** GIVEN RECORDS follows **

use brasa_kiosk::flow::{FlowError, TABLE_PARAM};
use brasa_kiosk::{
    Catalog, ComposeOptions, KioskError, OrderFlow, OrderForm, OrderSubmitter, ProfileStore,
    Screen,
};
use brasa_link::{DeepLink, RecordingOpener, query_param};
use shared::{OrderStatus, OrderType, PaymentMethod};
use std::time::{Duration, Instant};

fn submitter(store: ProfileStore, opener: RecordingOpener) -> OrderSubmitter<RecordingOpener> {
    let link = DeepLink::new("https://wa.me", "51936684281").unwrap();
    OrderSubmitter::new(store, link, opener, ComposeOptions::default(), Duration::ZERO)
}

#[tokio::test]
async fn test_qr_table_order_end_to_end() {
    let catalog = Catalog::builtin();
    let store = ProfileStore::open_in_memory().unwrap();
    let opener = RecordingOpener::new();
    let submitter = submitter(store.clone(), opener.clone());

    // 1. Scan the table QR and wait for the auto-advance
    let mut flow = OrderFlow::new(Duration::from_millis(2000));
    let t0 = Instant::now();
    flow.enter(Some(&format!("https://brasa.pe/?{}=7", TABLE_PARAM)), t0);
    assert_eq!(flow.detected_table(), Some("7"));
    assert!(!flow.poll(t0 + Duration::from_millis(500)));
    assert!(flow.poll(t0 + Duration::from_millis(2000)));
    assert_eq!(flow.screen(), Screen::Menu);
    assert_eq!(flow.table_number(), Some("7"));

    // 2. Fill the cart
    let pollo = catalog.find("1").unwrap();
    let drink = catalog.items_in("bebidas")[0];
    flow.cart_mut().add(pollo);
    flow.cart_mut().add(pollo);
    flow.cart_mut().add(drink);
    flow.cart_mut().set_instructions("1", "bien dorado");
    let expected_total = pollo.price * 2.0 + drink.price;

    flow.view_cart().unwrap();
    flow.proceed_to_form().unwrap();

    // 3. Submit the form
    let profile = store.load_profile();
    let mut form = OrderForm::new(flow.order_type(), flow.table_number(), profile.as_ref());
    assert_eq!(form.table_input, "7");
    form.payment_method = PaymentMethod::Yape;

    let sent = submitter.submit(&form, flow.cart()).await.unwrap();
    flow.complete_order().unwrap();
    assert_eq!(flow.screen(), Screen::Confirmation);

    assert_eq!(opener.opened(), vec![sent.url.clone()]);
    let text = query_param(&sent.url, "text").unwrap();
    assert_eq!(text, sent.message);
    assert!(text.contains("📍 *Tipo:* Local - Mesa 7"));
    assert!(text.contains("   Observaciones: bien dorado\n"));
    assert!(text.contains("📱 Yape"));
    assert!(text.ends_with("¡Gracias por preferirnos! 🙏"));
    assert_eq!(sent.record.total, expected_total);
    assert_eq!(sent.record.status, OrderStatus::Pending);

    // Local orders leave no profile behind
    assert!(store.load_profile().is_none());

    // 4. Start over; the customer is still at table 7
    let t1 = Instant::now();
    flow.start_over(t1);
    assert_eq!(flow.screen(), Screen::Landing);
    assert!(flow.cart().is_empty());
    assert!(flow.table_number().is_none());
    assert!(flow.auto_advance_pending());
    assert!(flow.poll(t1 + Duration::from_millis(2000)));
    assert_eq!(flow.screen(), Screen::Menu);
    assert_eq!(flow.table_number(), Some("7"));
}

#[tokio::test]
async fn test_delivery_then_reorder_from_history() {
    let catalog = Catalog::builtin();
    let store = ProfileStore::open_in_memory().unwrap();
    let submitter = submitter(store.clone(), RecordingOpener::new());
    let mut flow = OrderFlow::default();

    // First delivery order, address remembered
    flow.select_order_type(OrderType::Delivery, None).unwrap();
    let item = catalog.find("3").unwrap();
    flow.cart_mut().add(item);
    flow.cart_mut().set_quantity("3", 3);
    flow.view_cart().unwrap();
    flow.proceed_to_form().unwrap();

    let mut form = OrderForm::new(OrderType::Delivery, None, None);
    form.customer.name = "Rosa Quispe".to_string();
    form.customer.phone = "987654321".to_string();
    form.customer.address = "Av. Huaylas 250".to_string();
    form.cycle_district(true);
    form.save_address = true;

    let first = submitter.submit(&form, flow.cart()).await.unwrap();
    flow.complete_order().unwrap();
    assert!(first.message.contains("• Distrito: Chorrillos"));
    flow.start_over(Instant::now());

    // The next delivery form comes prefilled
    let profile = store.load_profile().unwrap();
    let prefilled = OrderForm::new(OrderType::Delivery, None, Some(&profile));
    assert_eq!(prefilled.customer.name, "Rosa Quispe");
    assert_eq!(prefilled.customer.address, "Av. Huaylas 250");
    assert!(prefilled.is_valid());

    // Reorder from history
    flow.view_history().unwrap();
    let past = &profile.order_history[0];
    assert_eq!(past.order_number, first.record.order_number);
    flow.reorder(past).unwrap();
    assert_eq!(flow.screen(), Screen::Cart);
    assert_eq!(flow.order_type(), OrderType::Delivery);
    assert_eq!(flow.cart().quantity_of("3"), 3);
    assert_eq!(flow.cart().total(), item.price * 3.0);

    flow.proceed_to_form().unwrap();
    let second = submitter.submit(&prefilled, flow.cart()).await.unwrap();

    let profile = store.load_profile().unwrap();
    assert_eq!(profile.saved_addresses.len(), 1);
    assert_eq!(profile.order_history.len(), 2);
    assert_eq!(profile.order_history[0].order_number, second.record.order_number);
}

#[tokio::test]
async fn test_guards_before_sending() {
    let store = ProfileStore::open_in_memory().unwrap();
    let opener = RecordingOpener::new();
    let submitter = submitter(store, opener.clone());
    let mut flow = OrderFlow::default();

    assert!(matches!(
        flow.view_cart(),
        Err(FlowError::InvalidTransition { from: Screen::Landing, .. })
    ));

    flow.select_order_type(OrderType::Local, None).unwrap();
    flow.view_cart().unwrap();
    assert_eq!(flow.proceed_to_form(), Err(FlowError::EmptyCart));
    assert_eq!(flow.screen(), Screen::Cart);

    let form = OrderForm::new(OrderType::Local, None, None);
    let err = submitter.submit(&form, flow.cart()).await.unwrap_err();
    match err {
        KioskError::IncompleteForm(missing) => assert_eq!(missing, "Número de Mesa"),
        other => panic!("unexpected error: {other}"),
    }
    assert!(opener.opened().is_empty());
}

** End of GIVEN RECORDS **
** GIVEN RECORDS follows **

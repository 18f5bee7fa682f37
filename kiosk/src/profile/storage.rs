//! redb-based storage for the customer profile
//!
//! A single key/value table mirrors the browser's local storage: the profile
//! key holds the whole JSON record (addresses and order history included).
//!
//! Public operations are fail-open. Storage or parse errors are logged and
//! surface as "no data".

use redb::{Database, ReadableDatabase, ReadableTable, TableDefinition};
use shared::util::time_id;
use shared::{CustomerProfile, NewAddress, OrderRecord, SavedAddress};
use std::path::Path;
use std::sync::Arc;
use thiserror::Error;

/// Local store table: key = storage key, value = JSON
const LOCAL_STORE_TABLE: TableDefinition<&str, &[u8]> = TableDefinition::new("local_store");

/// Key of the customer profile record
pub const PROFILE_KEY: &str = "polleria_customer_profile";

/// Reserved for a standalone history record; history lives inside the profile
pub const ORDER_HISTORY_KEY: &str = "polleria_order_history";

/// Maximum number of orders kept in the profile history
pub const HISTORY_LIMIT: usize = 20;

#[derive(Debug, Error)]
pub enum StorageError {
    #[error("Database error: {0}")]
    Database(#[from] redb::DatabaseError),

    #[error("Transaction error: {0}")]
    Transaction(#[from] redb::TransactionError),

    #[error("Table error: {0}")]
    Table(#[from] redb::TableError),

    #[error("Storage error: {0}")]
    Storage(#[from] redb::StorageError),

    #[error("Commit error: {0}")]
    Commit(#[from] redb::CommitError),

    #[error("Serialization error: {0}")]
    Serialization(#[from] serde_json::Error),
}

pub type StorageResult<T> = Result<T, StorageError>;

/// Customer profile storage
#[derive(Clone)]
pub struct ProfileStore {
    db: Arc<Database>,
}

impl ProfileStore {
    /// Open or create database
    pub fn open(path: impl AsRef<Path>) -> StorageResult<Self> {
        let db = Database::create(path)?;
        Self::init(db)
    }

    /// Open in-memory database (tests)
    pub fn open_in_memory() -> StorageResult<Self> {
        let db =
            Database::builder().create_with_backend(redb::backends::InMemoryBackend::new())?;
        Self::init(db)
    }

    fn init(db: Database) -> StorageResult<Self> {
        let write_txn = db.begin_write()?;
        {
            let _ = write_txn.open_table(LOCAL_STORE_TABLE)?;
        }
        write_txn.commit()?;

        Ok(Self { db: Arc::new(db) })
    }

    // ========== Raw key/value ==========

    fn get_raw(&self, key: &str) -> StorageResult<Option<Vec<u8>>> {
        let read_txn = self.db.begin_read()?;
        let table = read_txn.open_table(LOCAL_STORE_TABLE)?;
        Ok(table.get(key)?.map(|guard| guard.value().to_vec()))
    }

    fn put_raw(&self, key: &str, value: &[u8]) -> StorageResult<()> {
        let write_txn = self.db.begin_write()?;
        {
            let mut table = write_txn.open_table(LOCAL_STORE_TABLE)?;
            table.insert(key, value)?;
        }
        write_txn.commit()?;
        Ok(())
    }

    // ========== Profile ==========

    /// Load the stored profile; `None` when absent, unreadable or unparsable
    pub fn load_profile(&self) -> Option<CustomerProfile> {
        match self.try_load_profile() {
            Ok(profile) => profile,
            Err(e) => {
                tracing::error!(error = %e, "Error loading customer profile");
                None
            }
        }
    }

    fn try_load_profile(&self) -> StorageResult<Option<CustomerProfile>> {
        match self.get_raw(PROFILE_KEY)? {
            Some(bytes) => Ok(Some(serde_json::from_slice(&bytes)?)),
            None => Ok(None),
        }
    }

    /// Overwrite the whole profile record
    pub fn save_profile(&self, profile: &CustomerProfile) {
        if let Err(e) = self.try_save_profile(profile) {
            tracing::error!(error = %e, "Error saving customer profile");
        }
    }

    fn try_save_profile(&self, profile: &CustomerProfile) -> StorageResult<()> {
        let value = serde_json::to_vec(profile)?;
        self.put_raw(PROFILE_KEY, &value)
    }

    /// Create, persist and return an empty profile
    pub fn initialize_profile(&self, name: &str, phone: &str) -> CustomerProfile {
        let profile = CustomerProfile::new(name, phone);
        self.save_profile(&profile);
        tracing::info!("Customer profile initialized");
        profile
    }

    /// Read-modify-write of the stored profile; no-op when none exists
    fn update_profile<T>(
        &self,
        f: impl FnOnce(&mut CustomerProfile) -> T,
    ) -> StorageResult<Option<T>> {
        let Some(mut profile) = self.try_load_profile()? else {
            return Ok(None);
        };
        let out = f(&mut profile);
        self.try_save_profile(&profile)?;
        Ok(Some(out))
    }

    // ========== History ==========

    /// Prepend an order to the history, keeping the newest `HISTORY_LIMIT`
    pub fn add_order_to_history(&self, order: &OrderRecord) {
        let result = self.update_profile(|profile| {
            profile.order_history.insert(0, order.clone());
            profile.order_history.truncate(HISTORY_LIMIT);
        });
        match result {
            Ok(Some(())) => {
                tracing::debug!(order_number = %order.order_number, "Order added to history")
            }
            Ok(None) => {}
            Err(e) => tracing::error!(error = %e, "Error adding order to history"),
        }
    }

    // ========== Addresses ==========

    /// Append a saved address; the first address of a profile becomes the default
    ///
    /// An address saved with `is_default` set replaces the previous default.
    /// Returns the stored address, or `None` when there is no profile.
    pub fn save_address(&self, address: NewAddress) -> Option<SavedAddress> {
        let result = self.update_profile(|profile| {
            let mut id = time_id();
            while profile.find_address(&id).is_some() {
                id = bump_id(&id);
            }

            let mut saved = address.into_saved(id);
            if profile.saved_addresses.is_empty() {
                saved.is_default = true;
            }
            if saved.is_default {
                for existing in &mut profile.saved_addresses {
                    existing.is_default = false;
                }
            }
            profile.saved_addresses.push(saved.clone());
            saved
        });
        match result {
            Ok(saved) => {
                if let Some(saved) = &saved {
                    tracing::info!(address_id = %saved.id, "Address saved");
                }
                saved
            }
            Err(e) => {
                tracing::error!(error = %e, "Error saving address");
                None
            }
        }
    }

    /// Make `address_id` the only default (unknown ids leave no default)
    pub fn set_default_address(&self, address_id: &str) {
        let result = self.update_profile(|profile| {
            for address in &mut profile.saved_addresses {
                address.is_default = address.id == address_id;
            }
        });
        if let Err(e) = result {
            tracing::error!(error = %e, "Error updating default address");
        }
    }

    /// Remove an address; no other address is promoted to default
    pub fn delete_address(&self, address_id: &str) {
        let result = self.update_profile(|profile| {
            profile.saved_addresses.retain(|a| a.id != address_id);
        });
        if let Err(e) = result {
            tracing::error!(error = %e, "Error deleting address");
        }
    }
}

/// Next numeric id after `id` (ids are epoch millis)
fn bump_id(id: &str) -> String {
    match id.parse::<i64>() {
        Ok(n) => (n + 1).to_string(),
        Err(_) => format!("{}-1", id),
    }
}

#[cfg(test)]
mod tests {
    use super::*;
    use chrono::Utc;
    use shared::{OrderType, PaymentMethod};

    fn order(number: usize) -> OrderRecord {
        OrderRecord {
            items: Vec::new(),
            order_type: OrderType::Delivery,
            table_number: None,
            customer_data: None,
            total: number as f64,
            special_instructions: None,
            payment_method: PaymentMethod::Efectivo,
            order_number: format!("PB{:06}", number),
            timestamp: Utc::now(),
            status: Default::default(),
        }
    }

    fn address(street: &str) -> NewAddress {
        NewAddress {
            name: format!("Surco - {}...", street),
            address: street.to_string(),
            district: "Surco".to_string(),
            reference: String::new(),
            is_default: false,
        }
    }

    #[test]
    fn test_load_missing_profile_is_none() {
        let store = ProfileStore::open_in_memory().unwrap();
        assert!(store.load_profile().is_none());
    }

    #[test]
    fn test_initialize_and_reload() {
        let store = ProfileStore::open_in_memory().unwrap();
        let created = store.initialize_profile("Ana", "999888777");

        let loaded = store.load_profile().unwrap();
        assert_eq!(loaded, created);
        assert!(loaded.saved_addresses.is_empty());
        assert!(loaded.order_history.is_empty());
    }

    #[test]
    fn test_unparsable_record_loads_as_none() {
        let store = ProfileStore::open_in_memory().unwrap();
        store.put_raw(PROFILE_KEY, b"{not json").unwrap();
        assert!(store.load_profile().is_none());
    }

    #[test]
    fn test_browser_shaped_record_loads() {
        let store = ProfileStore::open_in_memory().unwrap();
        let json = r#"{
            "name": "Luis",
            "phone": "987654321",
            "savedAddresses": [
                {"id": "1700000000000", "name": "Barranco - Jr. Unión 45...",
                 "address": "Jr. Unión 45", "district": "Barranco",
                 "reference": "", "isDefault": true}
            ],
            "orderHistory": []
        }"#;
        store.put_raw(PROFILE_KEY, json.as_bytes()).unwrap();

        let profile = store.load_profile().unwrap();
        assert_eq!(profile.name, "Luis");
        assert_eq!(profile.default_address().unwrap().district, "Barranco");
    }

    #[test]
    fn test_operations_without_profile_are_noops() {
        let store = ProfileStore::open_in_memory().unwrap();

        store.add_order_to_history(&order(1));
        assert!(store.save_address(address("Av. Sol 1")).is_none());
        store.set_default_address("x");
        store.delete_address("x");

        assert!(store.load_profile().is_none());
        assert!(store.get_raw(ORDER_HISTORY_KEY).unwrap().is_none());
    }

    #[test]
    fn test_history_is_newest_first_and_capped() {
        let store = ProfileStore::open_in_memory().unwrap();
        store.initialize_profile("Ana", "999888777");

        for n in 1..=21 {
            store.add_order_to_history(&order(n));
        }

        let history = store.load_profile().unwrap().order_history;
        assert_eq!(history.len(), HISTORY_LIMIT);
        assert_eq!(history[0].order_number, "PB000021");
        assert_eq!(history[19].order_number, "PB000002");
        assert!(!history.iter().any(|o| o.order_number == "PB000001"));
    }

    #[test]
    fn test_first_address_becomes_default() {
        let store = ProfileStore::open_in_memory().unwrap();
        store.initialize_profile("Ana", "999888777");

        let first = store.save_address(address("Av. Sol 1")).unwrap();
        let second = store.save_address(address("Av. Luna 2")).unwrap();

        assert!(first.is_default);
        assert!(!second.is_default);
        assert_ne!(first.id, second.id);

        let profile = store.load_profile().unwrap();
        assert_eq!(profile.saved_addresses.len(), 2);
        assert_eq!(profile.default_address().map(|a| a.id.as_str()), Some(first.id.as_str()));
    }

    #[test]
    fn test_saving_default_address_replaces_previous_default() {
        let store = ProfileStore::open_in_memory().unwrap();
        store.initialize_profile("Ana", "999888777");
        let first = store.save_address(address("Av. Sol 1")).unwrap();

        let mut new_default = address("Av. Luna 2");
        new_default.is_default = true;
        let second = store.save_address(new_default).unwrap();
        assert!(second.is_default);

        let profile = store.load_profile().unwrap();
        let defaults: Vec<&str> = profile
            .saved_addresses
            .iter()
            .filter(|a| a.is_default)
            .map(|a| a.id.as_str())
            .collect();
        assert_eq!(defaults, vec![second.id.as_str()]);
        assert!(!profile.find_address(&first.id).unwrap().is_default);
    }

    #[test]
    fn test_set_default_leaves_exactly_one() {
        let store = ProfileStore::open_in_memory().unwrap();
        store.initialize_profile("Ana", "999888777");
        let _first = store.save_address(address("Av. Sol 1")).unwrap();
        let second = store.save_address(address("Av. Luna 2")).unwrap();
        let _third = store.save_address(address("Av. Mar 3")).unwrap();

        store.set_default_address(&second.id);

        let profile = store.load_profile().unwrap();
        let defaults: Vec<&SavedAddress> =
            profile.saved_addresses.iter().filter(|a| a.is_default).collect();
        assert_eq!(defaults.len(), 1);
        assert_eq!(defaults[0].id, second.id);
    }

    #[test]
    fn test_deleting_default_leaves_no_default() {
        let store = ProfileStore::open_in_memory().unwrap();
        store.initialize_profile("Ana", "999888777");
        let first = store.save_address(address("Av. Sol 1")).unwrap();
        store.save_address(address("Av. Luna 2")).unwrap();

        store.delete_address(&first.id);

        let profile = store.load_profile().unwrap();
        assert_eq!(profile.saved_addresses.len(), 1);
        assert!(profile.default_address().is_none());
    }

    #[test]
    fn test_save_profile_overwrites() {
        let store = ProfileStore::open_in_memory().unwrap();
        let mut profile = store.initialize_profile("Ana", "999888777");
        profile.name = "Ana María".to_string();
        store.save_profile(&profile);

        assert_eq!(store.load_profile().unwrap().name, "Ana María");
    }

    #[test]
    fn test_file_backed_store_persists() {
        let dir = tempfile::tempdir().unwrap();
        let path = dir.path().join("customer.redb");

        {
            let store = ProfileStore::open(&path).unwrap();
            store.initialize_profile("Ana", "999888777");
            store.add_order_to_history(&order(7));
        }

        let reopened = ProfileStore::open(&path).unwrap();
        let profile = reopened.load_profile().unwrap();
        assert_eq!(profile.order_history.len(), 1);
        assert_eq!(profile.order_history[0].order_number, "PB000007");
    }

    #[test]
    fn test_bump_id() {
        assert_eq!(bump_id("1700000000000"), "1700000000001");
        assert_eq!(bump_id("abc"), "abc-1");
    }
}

** End of GIVEN RECORDS **

PROBLEM DESCRIPTION -> From the material above, please return each line containing "María".

YOUR RESPONSE ->
        profile.name = "Ana María".to_string();
        assert_eq!(store.load_profile().unwrap().name, "Ana María");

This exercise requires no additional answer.